E-10: Why We Play, What We Play
Manage episode 496837852 series 3677365
Overview
2Legs and Pooz dive deep into the psychology of tabletop gaming! This episode explores why we play games in the first place, what draws us to tabletop (vs video games), and how we choose our factions and models. The dynamic duo discusses their gaming journeys from War Machine to Shatterpoint, debates the merits of different dice systems, and reveals their personal motivations for miniature gaming. Expect philosophical musings on the nature of play as practice, confessions about painting courage versus detail obsession, and plenty of tangents about everything from Polish trains to Critical Role's innovative dice mechanics.

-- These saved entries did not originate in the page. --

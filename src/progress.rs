//! Progress-callback trait for per-page OCR events.
//!
//! Inject an [`Arc<dyn OcrProgress>`] via
//! [`crate::config::OcrConfigBuilder::progress`] to receive events as the
//! aggregator walks the document. Pages are processed strictly one at a
//! time, so events for a run arrive in order; the trait is still
//! `Send + Sync` because the pipeline hops between runtime threads.
//!
//! All methods have default no-op implementations so callers only override
//! what they care about.

use std::sync::Arc;

/// Called by the aggregator as it processes each page.
pub trait OcrProgress: Send + Sync {
    /// Called once, after the page count is known and before page 1 starts.
    fn on_document_start(&self, total_pages: usize) {
        let _ = total_pages;
    }

    /// Called just before the first OCR attempt for a page.
    fn on_page_start(&self, page: usize, total_pages: usize) {
        let _ = (page, total_pages);
    }

    /// Called before each retry attempt (attempt ≥ 2) for a page.
    fn on_page_retry(&self, page: usize, attempt: u32, max_attempts: u32) {
        let _ = (page, attempt, max_attempts);
    }

    /// Called when a page's text has been extracted.
    fn on_page_done(&self, page: usize, total_pages: usize, chars: usize) {
        let _ = (page, total_pages, chars);
    }

    /// Called when a page exhausts its attempts. The run aborts after this.
    fn on_page_failed(&self, page: usize, error: &str) {
        let _ = (page, error);
    }

    /// Called once after the last page succeeds. Not called on failure.
    fn on_document_done(&self, total_pages: usize) {
        let _ = total_pages;
    }
}

/// A no-op implementation for callers that don't need progress events.
pub struct NoopProgress;

impl OcrProgress for NoopProgress {}

/// Convenience alias matching the type stored in [`crate::config::OcrConfig`].
pub type ProgressHook = Arc<dyn OcrProgress>;

#[cfg(test)]
mod tests {
    use super::*;
    use std::sync::atomic::{AtomicUsize, Ordering};

    struct TrackingProgress {
        starts: AtomicUsize,
        dones: AtomicUsize,
        retries: AtomicUsize,
    }

    impl OcrProgress for TrackingProgress {
        fn on_page_start(&self, _page: usize, _total: usize) {
            self.starts.fetch_add(1, Ordering::SeqCst);
        }

        fn on_page_retry(&self, _page: usize, _attempt: u32, _max: u32) {
            self.retries.fetch_add(1, Ordering::SeqCst);
        }

        fn on_page_done(&self, _page: usize, _total: usize, _chars: usize) {
            self.dones.fetch_add(1, Ordering::SeqCst);
        }
    }

    #[test]
    fn noop_progress_does_not_panic() {
        let p = NoopProgress;
        p.on_document_start(3);
        p.on_page_start(1, 3);
        p.on_page_retry(1, 2, 3);
        p.on_page_done(1, 3, 42);
        p.on_page_failed(2, "boom");
        p.on_document_done(3);
    }

    #[test]
    fn tracking_progress_receives_events() {
        let tracker = TrackingProgress {
            starts: AtomicUsize::new(0),
            dones: AtomicUsize::new(0),
            retries: AtomicUsize::new(0),
        };

        tracker.on_page_start(1, 2);
        tracker.on_page_retry(1, 2, 3);
        tracker.on_page_done(1, 2, 100);
        tracker.on_page_start(2, 2);
        tracker.on_page_done(2, 2, 50);

        assert_eq!(tracker.starts.load(Ordering::SeqCst), 2);
        assert_eq!(tracker.dones.load(Ordering::SeqCst), 2);
        assert_eq!(tracker.retries.load(Ordering::SeqCst), 1);
    }

    #[test]
    fn arc_dyn_progress_works() {
        let p: Arc<dyn OcrProgress> = Arc::new(NoopProgress);
        p.on_document_start(10);
        p.on_page_done(1, 10, 512);
    }
}
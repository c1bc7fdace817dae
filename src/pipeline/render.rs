//! PDF rasterisation: render a single page to a `DynamicImage` via pdfium.
//!
//! pdfium wraps a C++ library with thread-local state that is not safe to
//! call from async contexts, so the work runs under
//! `tokio::task::spawn_blocking`. One page per call: the aggregator
//! processes pages strictly in sequence, so there is nothing to gain from
//! batching and a per-page call keeps the memory high-water mark to a
//! single bitmap.

use crate::error::OcrError;
use image::DynamicImage;
use pdfium_render::prelude::*;
use std::path::Path;
use tracing::debug;

/// Rasterise one page (1-based) of a PDF.
///
/// `max_pixels` caps the longer edge of the output bitmap; the other edge
/// scales proportionally.
pub async fn render_page(
    pdf_path: &Path,
    page: usize,
    max_pixels: u32,
) -> Result<DynamicImage, OcrError> {
    let path = pdf_path.to_path_buf();

    tokio::task::spawn_blocking(move || render_page_blocking(&path, page, max_pixels))
        .await
        .map_err(|e| OcrError::Internal(format!("Render task panicked: {e}")))?
}

fn render_page_blocking(
    pdf_path: &Path,
    page: usize,
    max_pixels: u32,
) -> Result<DynamicImage, OcrError> {
    let pdfium = Pdfium::default();

    let document = pdfium
        .load_pdf_from_file(pdf_path, None)
        .map_err(|e| OcrError::PdfRead {
            path: pdf_path.to_path_buf(),
            detail: format!("{e:?}"),
        })?;

    let pages = document.pages();
    let total = pages.len() as usize;
    if page == 0 || page > total {
        return Err(OcrError::RenderFailed {
            page,
            detail: format!("page out of range (document has {total} pages)"),
        });
    }

    let pdf_page = pages
        .get((page - 1) as u16)
        .map_err(|e| OcrError::RenderFailed {
            page,
            detail: format!("{e:?}"),
        })?;

    let render_config = PdfRenderConfig::new()
        .set_target_width(max_pixels as i32)
        .set_maximum_height(max_pixels as i32);

    let bitmap = pdf_page
        .render_with_config(&render_config)
        .map_err(|e| OcrError::RenderFailed {
            page,
            detail: format!("{e:?}"),
        })?;

    let image = bitmap.as_image();
    debug!("Rendered page {} → {}x{} px", page, image.width(), image.height());

    Ok(image)
}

Plus: the eternal struggle of finding time for games as a grown-up, husband capital expenditure, and why 2Legs wishes he could stick with one game forever.
Key Moments
2:25 - Painting Dollies: Grand Inquisitor, red armor, and base coating the 13th Custodies
12:46 - Take your Kid to Work List: Luke and Vader refinement
27:27 - Why Do We Play Games?: Motivations for tabletop gaming versus other hobbies
35:18 - Pooz's Play is Practice: Always so serious
41:35 - Social Gaming vs Digital: How tabletop communities self-select for better social experiences
57:47 - Army Size Preferences: Skirmish games versus big army battles, time constraints shape choices
1:07:30 - The Rule of Cool: How aesthetic choices drive faction selection, but is only the start of models that stick
1:29:15 - Dice System Deep Dive: Comparing War Machine's 2d6, Judgment's capped 3-dice, and Shatterpoint's combat trees
1:37:55 - Wait, what RPGS? WTF are we talking about now?!
Highlights
- Pooz shares perspectives on play as practice for real-life, leading to an impromptu therapy session for 2Legs
- Pooz comparing his painting style to “vibe monkey" energy while envying detail-oriented painters
- Judgment is the all time favorite game of the crew, both feeling like it was "the one that got away"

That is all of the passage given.